Created attachment 42498 [details] Updated fix I'm really sorry for my lack of work on this. Too much going on in day to day work for quite a while now. (In reply to Eric Botcazou from comment #13) > > I can't say that I am 100% convinced yet with my thinking here but I've > > attached an updated version of the original patch with some changes: > > > > * Incorporated Eric's feedback on the original patch to check > > GET_MODE_PRECISION instead of GET_MODE_SIZE for comparing whether a mode is > > strictly narrower > > * Limited the test to word sized inner modes or smaller > > * Limited the test to OP_OUT or OP_INOUT as I can't see any reason why it > > would matter if we do a narrower input reload > > I'm not convinced for the 3rd restriction though, as push_reload treats the > IN and OUT cases exactly the same wrt WORD_REGISTER_OPERATIONS. I don't think the restriction is required for functional correctness but I thought we may as well take advantage of a narrower load in the OP_IN case if we could get away with it. The patch has a serious bug that I started testing but failed to report here. The bracketing was wrong by one level, an updated version is attached.
> I don't think the restriction is required for functional correctness but I > thought we may as well take advantage of a narrower load in the OP_IN case > if we could get away with it. I don't think you're guaranteed that this reload will yield a load though. > The patch has a serious bug that I started testing but failed to report > here. The bracketing was wrong by one level, an updated version is attached. Right, but the compiler fortunately complained.
(In reply to Eric Botcazou from comment #15) > > I don't think the restriction is required for functional correctness but I > > thought we may as well take advantage of a narrower load in the OP_IN case > > if we could get away with it. > > I don't think you're guaranteed that this reload will yield a load though. If it ends up as a simple register move though then that shouldn't be harmful either as it would be a WORD_REGISTER_OPERATION. I have no objection to removing the restriction though; it is easier to reason about without the special case.

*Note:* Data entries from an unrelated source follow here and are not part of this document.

/*
 * This file is part of pin-hwmon-win.
 *
 * Copyright (C) 2025 pin-hwmon-win contributors
 *
 * pin-hwmon-win is free software: you can redistribute it and/or modify
 * it under the terms of the GNU General Public License as published by
 * the Free Software Foundation, either version 3 of the License, or
 * (at your option) any later version.
 *
 * pin-hwmon-win is distributed in the hope that it will be useful,
 * but WITHOUT ANY WARRANTY; without even the implied warranty of
 * MERCHANTABILITY or FITNESS FOR A PARTICULAR PURPOSE. See the
 * GNU General Public License for more details.
 *
 * You should have received a copy of the GNU General Public License
 * along with pin-hwmon-win. If not, see <https://www.gnu.org/licenses/>.
 */

//! Sensor selection.
//!
//! Reduces everything the provider reports to one reading per device class.
//! Each class has a list of preferred sensor names: the first temperature
//! sensor whose name contains one of them wins outright and ends the scan of
//! that device, otherwise the first temperature value seen is kept.

use indexmap::IndexMap;
use tracing::{debug, warn};

use crate::hwmon::{Hardware, HardwareProvider, HardwareType, Sensor};
use crate::snapshot::{DeviceClass, Reading, ThermalSnapshot};

pub const CPU_PREFERRED: &[&str] = &["Package", "Tctl"];
pub const GPU_PREFERRED: &[&str] = &["Junction", "Hot Spot"];
pub const NVME_PREFERRED: &[&str] = &["Composite"];

fn contains_ignore_case(haystack: &str, needle: &str) -> bool {
    haystack.to_lowercase().contains(&needle.to_lowercase())
}

/// Scan the temperature sensors of one device, continuing from `current`.
///
/// A preferred sensor replaces whatever was picked before, even when it
/// reports no value. A non-preferred sensor only fills a pick that has no
/// value yet. NaN and infinite values count as no value.
pub fn pick_sensor(
    class: DeviceClass,
    sensors: &[Sensor],
    preferred: &[&str],
    current: Option<Reading>,
) -> Option<Reading> {
    let mut pick = current;
    for s in sensors.iter().filter(|s| s.is_temperature()) {
        if preferred.iter().any(|p| contains_ignore_case(&s.name, p)) {
            return Some(Reading::new(class, s.celsius(), Some(s.name.clone())));
        }
        if pick.as_ref().and_then(|r| r.celsius).is_none() {
            pick = Some(Reading::new(class.clone(), s.celsius(), Some(s.name.clone())));
        }
    }
    pick
}

/// A storage device counts as NVMe when its name says so or its identifier
/// lives under the `/nvme/` path.
pub fn is_nvme(hardware: &Hardware) -> bool {
    hardware.kind == HardwareType::Storage
        && (contains_ignore_case(&hardware.name, "NVMe") || hardware.identifier.contains("/nvme/"))
}

/// Refresh pass: ask the provider to refresh every device depth-first,
/// sub-devices included. Returns one flag per top-level device, parallel to
/// `devices`, set when the refresh failed anywhere in that device's tree.
pub fn refresh_all<P: HardwareProvider + ?Sized>(
    provider: &mut P,
    devices: &[Hardware],
) -> Vec<bool> {
    devices
        .iter()
        .map(|hw| match refresh_tree(provider, hw) {
            Ok(()) => false,
            Err(e) => {
                debug!("refresh failed for {} ({}): {}", hw.name, hw.identifier, e);
                true
            }
        })
        .collect()
}

fn refresh_tree<P: HardwareProvider + ?Sized>(
    provider: &mut P,
    hw: &Hardware,
) -> crate::hwmon::Result<()> {
    provider.refresh(hw)?;
    for sub in &hw.sub_hardware {
        refresh_tree(provider, sub)?;
    }
    Ok(())
}

/// Accumulates the per-class picks while devices are read one at a time.
#[derive(Debug, Default)]
struct Selection {
    cpu: Option<Reading>,
    gpu: Option<Reading>,
    nvme: IndexMap<String, Reading>,
}

impl Selection {
    fn visit(&mut self, hw: &Hardware, sensors: &[Sensor]) {
        match hw.kind {
            HardwareType::Cpu => {
                self.cpu = pick_sensor(DeviceClass::Cpu, sensors, CPU_PREFERRED, self.cpu.take());
            }
            kind if kind.is_gpu() => {
                self.gpu = pick_sensor(DeviceClass::Gpu, sensors, GPU_PREFERRED, self.gpu.take());
            }
            HardwareType::Storage if is_nvme(hw) => {
                let class = DeviceClass::Nvme(hw.name.clone());
                let reading = pick_sensor(class.clone(), sensors, NVME_PREFERRED, None)
                    .unwrap_or_else(|| Reading::new(class, None, None));
                // Same display name twice: the later device wins, position stays.
                self.nvme.insert(hw.name.clone(), reading);
            }
            _ => {}
        }
    }

    fn finish(self) -> ThermalSnapshot {
        ThermalSnapshot::new(self.cpu, self.gpu, self.nvme)
    }
}

/// Refresh every device, then read the sensors of each top-level device and
/// reduce them to a snapshot. Devices that fail to refresh or read are skipped.
pub fn collect_snapshot<P: HardwareProvider + ?Sized>(provider: &mut P) -> ThermalSnapshot {
    let devices = match provider.hardware() {
        Ok(d) => d,
        Err(e) => {
            warn!("failed to enumerate hardware: {}", e);
            return ThermalSnapshot::default();
        }
    };

    let failed = refresh_all(provider, &devices);

    let mut selection = Selection::default();
    for (hw, refresh_failed) in devices.iter().zip(failed) {
        if refresh_failed {
            continue;
        }
        match provider.sensors(hw) {
            Ok(sensors) => selection.visit(hw, &sensors),
            Err(e) => debug!("skipping {} ({}): {}", hw.name, hw.identifier, e),
        }
    }

    let snapshot = selection.finish();
    debug!(
        "selected cpu={:?} gpu={:?} nvme_devices={}",
        snapshot.cpu().and_then(|r| r.sensor.as_deref()),
        snapshot.gpu().and_then(|r| r.sensor.as_deref()),
        snapshot.nvme_len()
    );
    snapshot
}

> If it ends up as a simple register move though then that shouldn't be > harmful either as it would be a WORD_REGISTER_OPERATION. I have no objection > to removing the restriction though; it is easier to reason about without the > special case. Yes, this would be my recommendation. I just successfully tested this variant of the fix on SPARC64/Linux.
Recategorizing.
Author: ebotcazou Date: Tue Oct 31 18:27:52 2017 New Revision: 254275 URL: https://gcc.gnu.org/viewcvs?rev=254275&root=gcc&view=rev Log: PR rtl-optimization/81803 * lra-constraints.c (curr_insn_transform): Also reload the whole register for a strict subreg no wider than a word if this is for a WORD_REGISTER_OPERATIONS target. Modified: trunk/gcc/ChangeLog trunk/gcc/lra-constraints.c
Assigning back.
Author: ebotcazou Date: Tue Nov 7 07:44:58 2017 New Revision: 254488 URL: https://gcc.gnu.org/viewcvs?rev=254488&root=gcc&view=rev Log: PR rtl-optimization/81803 * lra-constraints.c (curr_insn_transform): Also reload the whole register for a strict subreg no wider than a word if this is for a WORD_REGISTER_OPERATIONS target. Modified: branches/gcc-7-branch/gcc/ChangeLog branches/gcc-7-branch/gcc/lra-constraints.c
Reopen if necessary.